1) Are the authors sure that their high-fat diet model produces NAFLD? It is striking that with six weeks of a high-fat diet, the weight of the animals does not increase. Neither p-AMPK nor LKB1 levels increase. Is it possible that this pathway is not actually active in the NAFLD (high fat diet) model? If so, is this due to testosterone levels? Hepatic testosterone levels should be measured to try to rationalize the true role of LKB1 in the progression of NAFLD.

2) The changes in the expression levels of AR and LKB1 in OVDX animals are very scarce. The levels of these proteins should be measured by western blot in all experimental groups.

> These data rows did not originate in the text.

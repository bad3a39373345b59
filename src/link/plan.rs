//! Turns the declarative step table into a concrete, ordered command plan.
//!
//! Planning has no side effects: the directory lookup for YSF happens here,
//! so an unknown reflector is reported before anything runs.

use std::collections::HashMap;
use std::time::Duration;

use super::executor::CommandLine;
use super::orchestrator::SwitchError;
use super::request::{Target, ValidatedRequest};
use super::Mode;
use crate::config::model::{ControllerConfig, ModeProfile};
use crate::directory::DirectoryStore;

pub const TEARDOWN_STAGE: &str = "teardown";

#[derive(Debug, Clone, PartialEq, Eq)]
pub struct PlannedStep {
    pub stage: String,
    pub command: CommandLine,
    pub timeout: Duration,
}

#[derive(Debug, Clone)]
pub struct SwitchPlan {
    pub steps: Vec<PlannedStep>,
    /// Returned to the operator once every step succeeded.
    pub confirmation: String,
}

/// Build the plan for `request`: teardown first, then the mode's steps.
pub fn build(
    controller: &ControllerConfig,
    request: &ValidatedRequest,
    directory: &DirectoryStore,
) -> Result<SwitchPlan, SwitchError> {
    let mode = request.mode();
    let profile = controller
        .modes
        .get(&mode)
        .ok_or(SwitchError::NotConfigured(mode))?;

    let (params, confirmation) = bind(mode, profile, request, directory)?;
    let default_timeout = controller.timeout;

    let teardown = &controller.teardown;
    let mut steps = Vec::with_capacity(profile.steps.len() + 1);
    steps.push(PlannedStep {
        stage: TEARDOWN_STAGE.to_string(),
        command: CommandLine {
            program: teardown.program.clone(),
            args: teardown.args.clone(),
        },
        timeout: Duration::from_millis(teardown.timeout.unwrap_or(default_timeout)),
    });

    for step in &profile.steps {
        steps.push(PlannedStep {
            stage: step.stage.clone(),
            command: CommandLine {
                program: substitute_params(&step.program, &params),
                args: step
                    .args
                    .iter()
                    .map(|a| substitute_params(a, &params))
                    .collect(),
            },
            timeout: Duration::from_millis(step.timeout.unwrap_or(default_timeout)),
        });
    }

    Ok(SwitchPlan {
        steps,
        confirmation,
    })
}

/// Gather placeholder values and the confirmation text for this request.
fn bind(
    mode: Mode,
    profile: &ModeProfile,
    request: &ValidatedRequest,
    directory: &DirectoryStore,
) -> Result<(HashMap<String, String>, String), SwitchError> {
    let mut params = HashMap::new();

    if let Some(ref token) = profile.bridge_mode {
        params.insert("bridge_mode".to_string(), token.clone());
    }

    let confirmation = match request.target() {
        Target::Node(node) => {
            params.insert("node".into(), node.to_string());
            format!("Connected to {} node {node}", mode.display_name())
        }
        Target::Talkgroup(talkgroup) if mode.resolves_through_directory() => {
            let snapshot = directory
                .snapshot()
                .ok_or(SwitchError::DirectoryUnavailable)?;
            let record = snapshot
                .resolve(talkgroup)
                .ok_or(SwitchError::NotFound { mode, talkgroup })?;
            let endpoint = record.endpoint();
            params.insert("talkgroup".into(), talkgroup.to_string());
            params.insert("host".into(), record.host.clone());
            params.insert("port".into(), record.port.to_string());
            params.insert("endpoint".into(), endpoint.clone());
            format!("Connected to {mode} talkgroup {talkgroup} ({endpoint})")
        }
        Target::Talkgroup(talkgroup) => {
            params.insert("talkgroup".into(), talkgroup.to_string());
            format!("Connected to {mode} talkgroup {talkgroup}")
        }
    };

    Ok((params, confirmation))
}

fn is_name_start(c: char) -> bool {
    c.is_ascii_alphabetic() || c == '_'
}

fn is_name_char(c: char) -> bool {
    c.is_ascii_alphanumeric() || c == '_'
}

/// Substitute `:param` placeholders in a command template.
///
/// One left-to-right pass over the template: a placeholder is the whole
/// `[A-Za-z_][A-Za-z0-9_]*` run after a `:`, the same rule config
/// validation applies. Substituted values are never rescanned, so a
/// register host that happens to contain `:port` is passed through as-is.
/// Unknown names are left in place.
fn substitute_params(template: &str, params: &HashMap<String, String>) -> String {
    let mut out = String::with_capacity(template.len());
    let mut rest = template;

    while let Some(pos) = rest.find(':') {
        out.push_str(&rest[..pos]);
        let after = &rest[pos + 1..];
        let len = if after.starts_with(is_name_start) {
            after.find(|c: char| !is_name_char(c)).unwrap_or(after.len())
        } else {
            0
        };
        let name = &after[..len];

        match params.get(name) {
            Some(value) if !name.is_empty() => out.push_str(value),
            _ => {
                out.push(':');
                out.push_str(name);
            }
        }
        rest = &after[len..];
    }

    out.push_str(rest);
    out
}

3) This reviewer doubts whether SNU-423 cells (tumor cells with a high level of androgen receptors) are the most suitable for assessing the physiological dependence of LKB1 on testosterone levels. Although the use of these cells is excellent in contrast to HepG3 (this reviewer values ​​this experiment very positively) it is evident that the effect of testosterone on these pathways in isolated hepatocytes has to be compared.

Minor comments:

1) Histology and western blot images are of poor quality. This needs to be improved in order to get changes appreciated.

2) The text in the figures is too small and illegible.

3) "Intuitively, testosterone leads to the reduction of TG contents in both the liver and hepatocyte." This is not a conclusion. 

Author Response

We have made the following editorial changes in response to the reviewer’s comments. Please see the attached file. 

Sincerely,

Eui-Ju Hong

 

Author Response File: Author Response.docx

Reviewer 2 Report

Comments for authors

1. Accumulation of lipid in the liver can be traced by increased uptake of fatty acids into the liver, impaired fatty acid beta oxidation, or the increased incidence of de novo In the present study, author focused on the de novo lipogenesis under condition of androgen. Are there any evidences about beta-oxidation in androgen treated mice or cells?
   
   
2. To reconstruct the androgen influence of AMPK-ACC signaling in vivo, the authors used SNU-423 cells expressing AR. The author introduces the AR into Hep3B cell in which it was a low level of AR, and then treated androgen and observed the LKB1 expression. I hope you add the information about AMPK-ACC signaling.
   
   
3. There is a missing bar scale for Figure 1B.
   
   
4. There is a missing magnification and bar scale for Figure 2D.
   
   
5. The author should check Figure 5E because labels were mismatched and/or lack.
   
   
6. Pease provide the information of AR expression vector information.
   
   
7. Please scale up the font size of the Figures.

Author Response

We have made the following editorial changes in response to the reviewer’s comments. Please see the attached file. 

Sincerely,

Eui-Ju Hong

 

Author Response File: Author Response.docx

Round 2

Reviewer 1 Report

Most of my concerns have been resolved.

Reviewer 2 Report

All raised issues are properly addressed.